One of the discourses Stacey claims to be a huge factor is escapism. Escapism, in The Marriage Plot, can be seen in a few ways by watching Madeleine. As an example, we can see how Madeleine uses Roland Barthes’ A Lover’s Discourse as a way of escapism. In one section of the book, she uses it as a way to escape her feelings about Leonard, yet the book forces her to face those feelings instead despite her trying to do the opposite. If we look on page 49, we can see how the scene is set with her trying to enjoy a typical college student’s night in by reading yet finds “a sign that she wasn’t alone” (Eugenides 49) within her book. She, after reading, realizes that what she had read “had to do with Leonard” (Eugenides 49), which defeats the purpose of her trying to escape her own thoughts.
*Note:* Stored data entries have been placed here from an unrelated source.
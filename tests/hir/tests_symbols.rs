//! Symbols backed by source and by library metadata.

use std::sync::Arc;

use semfacade::base::{ClassId, Name};
use semfacade::hir::SymbolKind;
use semfacade::ide::{AnalysisHost, containing_declaration, declaration_at_offset, scope_provider};
use semfacade::model::{Modality, RecordedOracle, SymbolOrigin, Visibility};
use semfacade::parser::SyntaxKind;

use crate::helpers::host_helpers::{class, file_id, jvm_settings, offset_of, session_from_sources};
use crate::helpers::source_fixtures::{SERVICE, SHAPES};

#[test]
fn test_source_class_properties() {
    let (_host, session) = session_from_sources(&[("shapes/Shape.kt", SHAPES)]);
    let shape = class(&session, "shapes/Shape");
    assert_eq!(shape.kind(&session), SymbolKind::Class);
    assert_eq!(shape.modality(&session), Modality::Sealed);
    assert_eq!(shape.origin(&session), SymbolOrigin::Source);
    assert_eq!(shape.class_id(&session), Some(ClassId::parse("shapes/Shape")));

    let circle = class(&session, "shapes/Circle");
    let supers: Vec<_> = circle.super_types(&session).iter().filter_map(|t| t.class_id(&session)).collect();
    assert_eq!(supers, vec![ClassId::parse("shapes/Shape")]);
}

#[test]
fn test_member_visibility_and_container() {
    let (_host, session) = session_from_sources(&[("shapes/Shape.kt", SHAPES), ("app/Service.kt", SERVICE)]);
    let service = class(&session, "app/Service");
    let members = scope_provider::declared_member_scope(&session, &service);
    let cache = members.symbols_named(&session, &Name::new("cache")).remove(0);
    assert_eq!(cache.visibility(&session), Visibility::Private);
    assert_eq!(containing_declaration(&session, &cache), Some(service.clone()));

    let run = members.symbols_named(&session, &Name::new("run")).remove(0);
    let x = run.value_parameters(&session).remove(0);
    assert_eq!(x.name(&session), Name::new("x"));
    assert_eq!(containing_declaration(&session, &x), Some(run));
}

#[test]
fn test_library_class_is_metadata_backed() {
    let (_host, session) = session_from_sources(&[]);
    let string = class(&session, "kotlin/String");
    assert_eq!(string.origin(&session), SymbolOrigin::Library);
    assert!(string.declaration_node(&session).is_none());
}

#[test]
fn test_failed_inference_gives_error_return_type() {
    let text = "package p\n\nval x = compute()\n";
    let range = {
        let (_host, session) = session_from_sources(&[("a.kt", text)]);
        session
            .file_by_path("a.kt")
            .unwrap()
            .root()
            .descendants()
            .find(|n| n.kind() == SyntaxKind::PROPERTY)
            .unwrap()
            .text_range()
    };

    let oracle = Arc::new(RecordedOracle::new());
    oracle.record_inference_failure("a.kt", range);
    let mut host = AnalysisHost::with_oracle(jvm_settings(), oracle);
    host.set_file_text("a.kt", text);
    let session = host.analysis_session();

    let x = declaration_at_offset(&session, file_id(&session, "a.kt"), offset_of(text, "x =")).unwrap();
    assert_eq!(x.name(&session), Name::new("x"));
    let ty = x.return_type(&session);
    assert!(ty.is_error(&session));
    assert!(ty.error_message(&session).unwrap().contains("Cannot infer a type for x"));
}

#[test]
fn test_leading_comment_file_declares_classes() {
    let text = "// header\n/* more */\npackage p\n\nclass A\n";
    let (_host, session) = session_from_sources(&[("p/A.kt", text)]);
    let a = class(&session, "p/A");
    assert_eq!(a.origin(&session), SymbolOrigin::Source);
    assert_eq!(session.file_by_path("p/A.kt").unwrap().root().text().to_string(), text);
}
However, escapism is also shown through her own relationship with Leonard. Madeleine hadn’t been as excited as her peers to graduate since her breakup with Leonard. Once she finds out from Auerbach about Leonard being in the hospital for his mental health, she uses Leonard as a way to escape her own graduation. One could argue that it was because she cares for Leonard and misses him, which is true. However, taking into account that she wasn’t thrilled to be around her parents and Mitchell also struck some chords with her earlier, one can see why she would take Leonard’s hospitalization as a way to escape her own graduation. Madeleine also uses Leonard in another way to escape.
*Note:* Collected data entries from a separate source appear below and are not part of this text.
/// Packages imported by default into every file.
pub fn default_imports() -> Vec<FqName> {
    ["kotlin", "kotlin.collections", "kotlin.io"]
        .into_iter()
        .map(FqName::new)
        .collect()
}

fn primitive(path: &str, extra: impl FnOnce(ClassBuilder) -> ClassBuilder) -> ClassRecord {
    let id = ClassId::parse(path);
    let builder = ClassBuilder::new(path, ClassKind::Class).supertypes(vec![
        ty(standard::number()),
        ty_of(standard::comparable(), vec![ty(id.clone())]),
    ]);
    extra(builder)
        .operator("plus", &[("other", ty(id.clone()))], ty(id.clone()))
        .operator("compareTo", &[("other", ty(id.clone()))], ty(standard::int()))
        .build()
}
Rather than just simply using him to escape her own graduation, Madeleine used Leonard to escape the reality of her life: she was a college graduate who was denied access to the Yale Graduate Program in English and didn’t have a job. To be specific, “neither of them had a job” (Eugenides 170), which left Madeleine to nurse Leonard back to health and escape the realities of her life even further. By Madeleine nursing him back to his former self, Madeleine shows the second discourse of Stacey’s theory, which is identification.
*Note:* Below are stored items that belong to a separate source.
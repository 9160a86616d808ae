//! Synthetic properties of platform (Java) classes.
//!
//! `getFoo()` / `isFoo()` with no parameters become a property `foo`, which
//! is a `var` when a matching one-argument `setFoo` exists. Only classes of
//! Java origin get them, and only with the feature enabled.

use std::sync::Arc;

use super::Symbol;
use crate::base::{CallableId, Name};
use crate::config::LanguageFeature;
use crate::hir::session::AnalysisSession;
use crate::model::{
    CallableKind, CallableRecord, ClassRecord, DeclRecord, SemType, SymbolOrigin,
};

/// Property name for an accessor-shaped method name.
fn property_name(method: &str) -> Option<String> {
    let rest = method
        .strip_prefix("get")
        .or_else(|| method.strip_prefix("is"))?;
    let mut chars = rest.chars();
    let first = chars.next()?;
    if !first.is_uppercase() {
        return None;
    }
    if method.starts_with("is") {
        return Some(method.to_string());
    }
    Some(first.to_lowercase().chain(chars).collect())
}

/// Synthetic property records of `class`, in getter declaration order.
pub(crate) fn synthetic_property_records(class: &ClassRecord) -> Vec<CallableRecord> {
    let functions: Vec<&Arc<CallableRecord>> = class
        .members
        .iter()
        .filter_map(DeclRecord::as_callable)
        .filter(|c| c.kind == CallableKind::Function && !c.flags.is_static)
        .collect();
    let mut out = Vec::new();
    for getter in &functions {
        if !getter.value_parameters.is_empty()
            || !getter.type_parameters.is_empty()
            || getter.return_type == SemType::unit()
        {
            continue;
        }
        let Some(name) = property_name(getter.name().as_str()) else {
            continue;
        };
        if getter.name().as_str().starts_with("is")
            && getter.return_type.class_id() != Some(&crate::base::standard::boolean())
        {
            continue;
        }
        let prefix = if getter.name().as_str().starts_with("is") { 2 } else { 3 };
        let setter_name = format!("set{}", &getter.name().as_str()[prefix..]);
        let setter = functions.iter().find(|f| {
            f.name().as_str() == setter_name
                && f.value_parameters.len() == 1
                && f.value_parameters[0].ty == getter.return_type
        });

        let callable_id = CallableId::member(&class.class_id, Name::new(&name));
        let mut property = CallableRecord::new(
            CallableKind::SyntheticJavaProperty,
            callable_id.clone(),
            getter.return_type.clone(),
        );
        property.origin = SymbolOrigin::JavaSyntheticProperty;
        property.visibility = getter.visibility;
        property.modality = getter.modality;
        property.dispatch_receiver = getter.dispatch_receiver.clone();
        property.flags.is_var = setter.is_some();

        let mut getter_record = (***getter).clone();
        getter_record.kind = CallableKind::Getter;
        getter_record.callable_id = callable_id.clone();
        property.getter = Some(Arc::new(getter_record));
        if let Some(setter) = setter {
            let mut setter_record = (***setter).clone();
            setter_record.kind = CallableKind::Setter;
            setter_record.callable_id = callable_id;
            property.setter = Some(Arc::new(setter_record));
        }
        out.push(property);
    }
    out
}

/// Synthetic property symbols of a class, owned by `owner`.
pub fn synthetic_java_properties(session: &AnalysisSession, class: &ClassRecord, owner: &Symbol) -> Vec<Symbol> {
    if class.origin != SymbolOrigin::Java
        || !session
            .language_settings()
            .supports(LanguageFeature::JavaSyntheticProperties)
    {
        return Vec::new();
    }
    synthetic_property_records(class)
        .into_iter()
        .map(|record| session.record_symbol(&DeclRecord::Callable(Arc::new(record)), Some(owner)))
        .collect()
}

#[cfg(test)]
mod tests {
    use super::*;
    use crate::base::{ClassId, standard};
    use crate::model::ValueParameterRecord;

    fn method(class: &ClassId, name: &str, ret: SemType) -> DeclRecord {
        DeclRecord::Callable(Arc::new(CallableRecord::new(
            CallableKind::Function,
            CallableId::member(class, Name::new(name)),
            ret,
        )))
    }

    #[test]
    fn test_property_name() {
        assert_eq!(property_name("getFoo").as_deref(), Some("foo"));
        assert_eq!(property_name("isEnabled").as_deref(), Some("isEnabled"));
        assert_eq!(property_name("getaway"), None);
        assert_eq!(property_name("get"), None);
        assert_eq!(property_name("run"), None);
    }

    #[test]
    fn test_getter_and_setter_pair_makes_var() {
        let id = ClassId::parse("java/io/File");
        let mut class = ClassRecord::new(id.clone(), crate::model::ClassKind::Class);
        class.origin = SymbolOrigin::Java;
        let string = SemType::class(standard::string());
        class.members.push(method(&id, "getName", string.clone()));
        class.members.push(method(&id, "isHidden", SemType::class(standard::boolean())));
        let mut setter = CallableRecord::new(
            CallableKind::Function,
            CallableId::member(&id, Name::new("setName")),
            SemType::unit(),
        );
        setter
            .value_parameters
            .push(ValueParameterRecord::new(Name::new("name"), string));
        class.members.push(DeclRecord::Callable(Arc::new(setter)));

        let properties = synthetic_property_records(&class);
        let names: Vec<(&str, bool)> = properties
            .iter()
            .map(|p| (p.name().as_str(), p.flags.is_var))
            .collect();
        assert_eq!(names, vec![("name", true), ("isHidden", false)]);
        assert!(properties[0].setter.is_some());
    }
}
According to Stacey, identification can occur when women “become complicit in their own oppression” (Storey 156). Madeleine, as a woman, went and got herself a higher education and even a college degree yet is being a doting housewife for her boyfriend Leonard. While staying at his place, Madeleine gets to a point where she is “unable to bear with the filth any longer” (Eugenides 167) and cleans his entire place and even puts up new curtains and sheets. She’s even allowed to water his ficus tree which, earlier, Leonard had put up a fight about. Madeleine conforming to what is the typical doting housewife shows the idea of identification has developed in her, since she seems content with the standard “womanly duties” of taking care of the house and “having her big Saint Bernard all to herself” (Eugenides 170).
The last discourse Stacey mentions is consumption, which analyzes exactly what the modern woman takes in and how that affects her through a feminist perspective. Throughout the novel, we see Madeleine describe what type of man she refuses to date. For example, “Madeleine made a point of going out only with guys who liked their parents” (Eugenides 52) and how she doesn’t date guys who have any sort of mental illness. Madeleine also mentions how “guys weren’t supposed to be the talkers” (Eugenides 63) which really made me as a reader realized how accustomed she had gotten to what her expectations for men were. She seemed so hesitant in the beginning because of this; because her only consumption with men had been the complete opposite of Leonard. By breaking that “Hannesque” consumption of partners, I find that Madeleine had taken her first steps into becoming who she truly was outside of her parents’ expectations and society’s expectations of her.
To sum everything up, I find that taking Jackie Stacey’s theory on discourses in cinematics and applying it to the life of fictional Madeleine Hanna can explain more of who exactly Madeleine is as a character and as a concept. We can see how she develops as a character even from the beginning through baby steps as she breaks out of the cookie cutter woman that is expected of her and into an educated young woman who isn’t afraid to step outside of her comfort zone. She shows examples of Stacey’s discourses of escapism, identification, and consumption throughout the novel, even in her early pages.